Marc SASTRE : L'homme percé

(Les Cyniques, 2011)

 

Parce que nous ne savons rien, nous devons devenir poètes, pour penser sans les mots, pour penser d'avant les mots.

(...)

Pour penser ce qyue je touche, il faut autre chose que des mots. Pour toucher ce que je pense il faut des mots émancipés.

Nous devons nous faire poètes

poètes massacreurs de Poètes

philosophes au marteau

et vivre au midi perpétuel

l'heure des aguets

l'heure où se pensent les changements

l'heure de l'homme.

Marie Etienne : Le Livre des recels

(Flammarion, 2011)

 

Je vous écris : Embrasse-moi, embrasse-moi.

Parfois je crois vous voir : sur la paroi, vos mains ouvertes. Je crie et je m'endors.

Sous la falaise, la mer, le rivage recouvert de bateaux, et les morts asphyxiés par le sel.

Dans les rues, dans les parcs, les prêtres chantent des cantiques, assemblés en cortège que je parcours des yeux. Ils ramassent les poissons pour faire manger les orphelins.

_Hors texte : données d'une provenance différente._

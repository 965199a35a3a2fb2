//! Events that can occur in a conversation

use crate::vocab::START_COMMAND;

/// Inbound events that trigger state transitions
#[derive(Debug, Clone, PartialEq, Eq)]
pub enum Event {
    /// The chat was opened
    Start,
    /// Any other text the user typed
    Text { text: String },
}

impl Event {
    /// Classify already-trimmed inbound text
    pub fn from_text(text: impl Into<String>) -> Self {
        let text = text.into();
        if is_start_command(&text) {
            Event::Start
        } else {
            Event::Text { text }
        }
    }
}

/// `/start`, optionally addressed (`/start@SomeBot`) or with a deep-link
/// payload (`/start abc`)
fn is_start_command(text: &str) -> bool {
    let command = text.split_whitespace().next().unwrap_or_default();
    let command = command.split_once('@').map_or(command, |(name, _)| name);
    command == START_COMMAND
}
//! HTTP surface: webhook intake and liveness

mod handlers;
mod types;

pub use handlers::create_router;
pub use types::*;

use crate::runtime::{DeliveryChannel, Dispatcher};
use std::sync::Arc;

pub type SharedDispatcher = Arc<Dispatcher<Arc<dyn DeliveryChannel>>>;

/// Application state shared across handlers
#[derive(Clone)]
pub struct AppState {
    pub dispatcher: SharedDispatcher,
    /// Secret path segment the platform must call us with
    pub webhook_token: Arc<str>,
}

impl AppState {
    pub fn new(
        channel: Arc<dyn DeliveryChannel>,
        webhook_token: impl Into<Arc<str>>,
        delivery_limit: usize,
    ) -> Self {
        Self {
            dispatcher: Arc::new(Dispatcher::new(channel).with_delivery_limit(delivery_limit)),
            webhook_token: webhook_token.into(),
        }
    }
}
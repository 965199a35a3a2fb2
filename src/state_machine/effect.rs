//! Effects produced by state transitions

use crate::router::MessageId;
use crate::vocab::{Audience, Category};

/// Effects to be executed by the dispatcher after a transition, in order
#[derive(Debug, Clone, PartialEq, Eq)]
pub enum Effect {
    /// Send text back to the user who triggered the event
    Reply { text: String },

    /// Record the user's group in the directory
    Verify { group: String },

    /// Register the post and fan it out
    PublishPost {
        category: Category,
        audience: Audience,
        body: String,
    },

    /// Start a pending anonymous reply
    OpenReplySlot { message_id: MessageId },

    /// Fill the pending reply and route it to the message owner
    DeliverReply { message_id: MessageId, body: String },
}

impl Effect {
    pub fn reply(text: impl Into<String>) -> Self {
        Effect::Reply { text: text.into() }
    }
}
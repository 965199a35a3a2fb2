//! Telegram Bot API delivery channel

use crate::config::Config;
use crate::runtime::{DeliveryChannel, DeliveryError, Outbound, TextFormat};
use async_trait::async_trait;
use reqwest::Client;
use serde::{Deserialize, Serialize};
use std::time::Duration;

#[derive(Debug, Serialize)]
struct SendMessageRequest<'a> {
    chat_id: i64,
    text: &'a str,
    #[serde(skip_serializing_if = "Option::is_none")]
    parse_mode: Option<&'static str>,
}

impl<'a> From<&'a Outbound> for SendMessageRequest<'a> {
    fn from(outbound: &'a Outbound) -> Self {
        Self {
            chat_id: outbound.recipient.0,
            text: &outbound.text,
            parse_mode: outbound.format.map(TextFormat::parse_mode),
        }
    }
}

#[derive(Debug, Serialize)]
struct SetWebhookRequest<'a> {
    url: &'a str,
}

/// Envelope every Bot API method answers with
#[derive(Debug, Deserialize)]
struct ApiResponse {
    ok: bool,
    #[serde(default)]
    description: Option<String>,
}

pub struct TelegramClient {
    client: Client,
    api_base: String,
    token: String,
}

impl TelegramClient {
    pub fn new(config: &Config) -> Result<Self, DeliveryError> {
        let client = Client::builder().timeout(Duration::from_secs(30)).build()?;
        Ok(Self {
            client,
            api_base: config.api_base.clone(),
            token: config.bot_token.clone(),
        })
    }

    fn method_url(&self, method: &str) -> String {
        format!("{}/bot{}/{method}", self.api_base, self.token)
    }

    async fn call<T: Serialize + Sync>(&self, method: &str, body: &T) -> Result<(), DeliveryError> {
        let response = self.client.post(self.method_url(method)).json(body).send().await?;
        let status = response.status();
        let parsed: Option<ApiResponse> = response.json().await.ok();

        match parsed {
            Some(ApiResponse { ok: true, .. }) if status.is_success() => Ok(()),
            other => Err(DeliveryError::Rejected {
                status: status.as_u16(),
                description: other
                    .and_then(|r| r.description)
                    .unwrap_or_else(|| status.to_string()),
            }),
        }
    }

    /// Point the platform at our webhook endpoint
    pub async fn set_webhook(&self, url: &str) -> Result<(), DeliveryError> {
        self.call("setWebhook", &SetWebhookRequest { url }).await
    }
}

#[async_trait]
impl DeliveryChannel for TelegramClient {
    async fn deliver(&self, outbound: &Outbound) -> Result<(), DeliveryError> {
        self.call("sendMessage", &SendMessageRequest::from(outbound)).await
    }
}
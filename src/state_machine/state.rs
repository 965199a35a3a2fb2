//! Conversation state types

use crate::directory::UserId;
use crate::router::MessageId;
use crate::vocab::{Audience, Category};
use serde::{Deserialize, Serialize};

/// Where a user is in the posting flow
#[derive(Debug, Clone, PartialEq, Eq, Default, Serialize, Deserialize)]
#[serde(tag = "type", rename_all = "snake_case")]
pub enum ConvState {
    /// Never seen; the next text becomes the user's group
    #[default]
    Unverified,

    /// Verified, nothing in progress
    Idle,

    /// Category menu shown
    AwaitingCategory,

    /// Audience menu shown
    AwaitingAudience { category: Category },

    /// Waiting for the post body
    AwaitingBody {
        category: Category,
        audience: Audience,
    },
}

impl ConvState {
    pub fn is_verified(&self) -> bool {
        !matches!(self, ConvState::Unverified)
    }

    /// Short name for logs
    pub fn name(&self) -> &'static str {
        match self {
            ConvState::Unverified => "unverified",
            ConvState::Idle => "idle",
            ConvState::AwaitingCategory => "awaiting_category",
            ConvState::AwaitingAudience { .. } => "awaiting_audience",
            ConvState::AwaitingBody { .. } => "awaiting_body",
        }
    }
}

/// Read-only view of the message registry needed by transitions
pub trait ReplyLookup {
    fn message_exists(&self, id: MessageId) -> bool;

    /// Message the user has an unfinished reply on, if any
    fn pending_reply(&self, user: UserId) -> Option<MessageId>;
}

/// Context for one transition
pub struct ConvContext<'a> {
    pub user: UserId,
    lookup: &'a dyn ReplyLookup,
}

impl<'a> ConvContext<'a> {
    pub fn new(user: UserId, lookup: &'a dyn ReplyLookup) -> Self {
        Self { user, lookup }
    }

    pub fn message_exists(&self, id: MessageId) -> bool {
        self.lookup.message_exists(id)
    }

    pub fn pending_reply(&self) -> Option<MessageId> {
        self.lookup.pending_reply(self.user)
    }
}
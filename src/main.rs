//! FlexTea relay server
//!
//! Receives chat platform webhooks and relays anonymous posts and replies.

use flextea::api::{create_router, AppState};
use flextea::config::Config;
use flextea::runtime::DeliveryChannel;
use flextea::telegram::TelegramClient;
use std::net::SocketAddr;
use std::sync::Arc;
use tower_http::trace::TraceLayer;
use tracing_subscriber::{layer::SubscriberExt, util::SubscriberInitExt};

#[tokio::main]
async fn main() -> Result<(), Box<dyn std::error::Error>> {
    // Initialize logging
    tracing_subscriber::registry()
        .with(
            tracing_subscriber::EnvFilter::try_from_default_env()
                .unwrap_or_else(|_| "flextea=info,tower_http=debug".into()),
        )
        .with(
            tracing_subscriber::fmt::layer()
                .json()
                .with_current_span(false)
                .with_span_list(false),
        )
        .init();

    let config = Config::from_env()?;
    let telegram = Arc::new(TelegramClient::new(&config)?);

    match &config.webhook_url {
        Some(url) => match telegram.set_webhook(url).await {
            Ok(()) => tracing::info!("Webhook registered"),
            Err(e) => tracing::warn!(error = %e, "Failed to register webhook"),
        },
        None => tracing::warn!("WEBHOOK_URL not set; assuming the webhook is already registered"),
    }

    let channel: Arc<dyn DeliveryChannel> = telegram;
    let state = AppState::new(
        channel,
        config.bot_token.as_str(),
        config.delivery_concurrency,
    );
    let app = create_router(state).layer(TraceLayer::new_for_http());

    let addr = SocketAddr::from(([0, 0, 0, 0], config.port));
    tracing::info!("FlexTea relay listening on {}", addr);

    let listener = tokio::net::TcpListener::bind(addr).await?;
    axum::serve(listener, app).await?;

    Ok(())
}
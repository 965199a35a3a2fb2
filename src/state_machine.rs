//! Per-user conversation state machine
//!
//! Pure transitions in the Elm style: the dispatcher feeds one event in,
//! gets the next state plus effects out, and performs the effects itself.

mod effect;
pub mod event;
pub mod state;
pub(crate) mod transition;

#[cfg(test)]
mod proptests;

pub use effect::Effect;
pub use event::Event;
pub use state::{ConvContext, ConvState, ReplyLookup};
pub use transition::{transition, TransitionResult};
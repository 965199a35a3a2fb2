//! Verified group membership

use serde::{Deserialize, Serialize};
use std::collections::BTreeMap;
use std::fmt;

/// Label reported for users who have not verified yet
pub const UNVERIFIED: &str = "unverified";

/// Platform-assigned user identifier. Doubles as the chat id that
/// deliveries are addressed to.
#[derive(Debug, Clone, Copy, PartialEq, Eq, PartialOrd, Ord, Hash, Serialize, Deserialize)]
#[serde(transparent)]
pub struct UserId(pub i64);

impl fmt::Display for UserId {
    fn fmt(&self, f: &mut fmt::Formatter<'_>) -> fmt::Result {
        write!(f, "{}", self.0)
    }
}

impl From<i64> for UserId {
    fn from(id: i64) -> Self {
        Self(id)
    }
}

/// Maps each verified user to the office/store/team they gave
#[derive(Debug, Default, Clone)]
pub struct Directory {
    groups: BTreeMap<UserId, String>,
}

impl Directory {
    pub fn new() -> Self {
        Self::default()
    }

    pub fn group_of(&self, user: UserId) -> Option<&str> {
        self.groups.get(&user).map(String::as_str)
    }

    pub fn group_label(&self, user: UserId) -> &str {
        self.group_of(user).unwrap_or(UNVERIFIED)
    }

    pub fn is_verified(&self, user: UserId) -> bool {
        self.groups.contains_key(&user)
    }

    /// Record `user` under `group`. Only the first call per user takes
    /// effect; returns whether an entry was created.
    pub fn verify(&mut self, user: UserId, group: impl Into<String>) -> bool {
        if self.groups.contains_key(&user) {
            return false;
        }
        self.groups.insert(user, group.into());
        true
    }

    /// Verified users in ascending id order
    pub fn members(&self) -> impl Iterator<Item = (UserId, &str)> {
        self.groups.iter().map(|(id, group)| (*id, group.as_str()))
    }

    pub fn len(&self) -> usize {
        self.groups.len()
    }

    pub fn is_empty(&self) -> bool {
        self.groups.is_empty()
    }
}
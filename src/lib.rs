//! Anonymous internal messaging relay
//!
//! Users verify under a group, post categorized messages to an audience
//! without revealing who they are, and receive anonymous replies.

#![allow(clippy::must_use_candidate, clippy::missing_errors_doc, clippy::missing_panics_doc)]
#![allow(clippy::module_name_repetitions)]

pub mod api;
pub mod config;
pub mod directory;
pub mod filter;
pub mod router;
pub mod runtime;
pub mod state_machine;
pub mod telegram;
pub mod vocab;
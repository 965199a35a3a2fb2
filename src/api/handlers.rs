//! HTTP request handlers

use super::types::{ErrorResponse, Update, WebhookResponse};
use super::AppState;
use axum::{
    body::Bytes,
    extract::{Path, State},
    http::StatusCode,
    response::{IntoResponse, Response},
    routing::{get, post},
    Json, Router,
};

/// Create the API router
pub fn create_router(state: AppState) -> Router {
    Router::new()
        // Liveness
        .route("/", get(health))
        // Platform updates; the token in the path authenticates the caller
        .route("/webhook/:token", post(webhook))
        .with_state(state)
}

async fn health() -> &'static str {
    "✅ FlexTeaBot is running"
}

async fn webhook(
    State(state): State<AppState>,
    Path(token): Path<String>,
    body: Bytes,
) -> Result<Json<WebhookResponse>, AppError> {
    if token.as_str() != &*state.webhook_token {
        tracing::warn!("Webhook called with wrong token");
        return Err(AppError::Unauthorized);
    }

    let update: Update = serde_json::from_slice(&body)
        .map_err(|e| AppError::BadRequest(format!("Invalid update: {e}")))?;

    match update.text_event() {
        Some((user, text)) => {
            // Acknowledge now; deliveries finish in the background
            let _delivery = state.dispatcher.handle_inbound(user, text).await;
            tracing::debug!(update_id = update.update_id, "Update handled");
        }
        None => tracing::debug!(update_id = update.update_id, "Ignoring non-text update"),
    }

    Ok(Json(WebhookResponse { ok: true }))
}

// ============================================================
// Error Handling
// ============================================================

#[derive(Debug)]
enum AppError {
    Unauthorized,
    BadRequest(String),
}

impl IntoResponse for AppError {
    fn into_response(self) -> Response {
        let (status, message) = match self {
            AppError::Unauthorized => (StatusCode::FORBIDDEN, "Unauthorized".to_string()),
            AppError::BadRequest(msg) => (StatusCode::BAD_REQUEST, msg),
        };

        (status, Json(ErrorResponse::new(message))).into_response()
    }
}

Le monde est vide. Les nuages se grattent au ciel. Où êtes-vous ? Je suis perdue. La folie me monte à la gorge. Je demeure entre sable et sel, je me débats contre l'épuisement, toutes ces choses qui parlent pour vous.

Je marche. Je vis dans un endroit du monde qui est le centre de ma peur.

 

Margaret ATWOOD : Le Journal de Susanna Moodie

(Bruno Doucey, 2011)

 

Les planteurs

 

Ils avancent entre le bord déchiqueté

de la forêt et le fleuve déchiqueté

sur un terrain défriché, hérissé de souches

mon mari, un voisin, un autre homme

sarclant les quelques rangées

de haricots verts et de pommes de terre poussiéreuses

Ils se baissent, se redressent ; le soleil

éclaire leurs visages et leurs mains, bougies

vacillant dans le vent, sur fond

de terre restée dans l'ombre. Je les vois ; je sais

qu'aucun d'eux ne croit être là.

Ils nient le sol sur lequel ils se trouvent,

font comme si cette terre était l'avenir.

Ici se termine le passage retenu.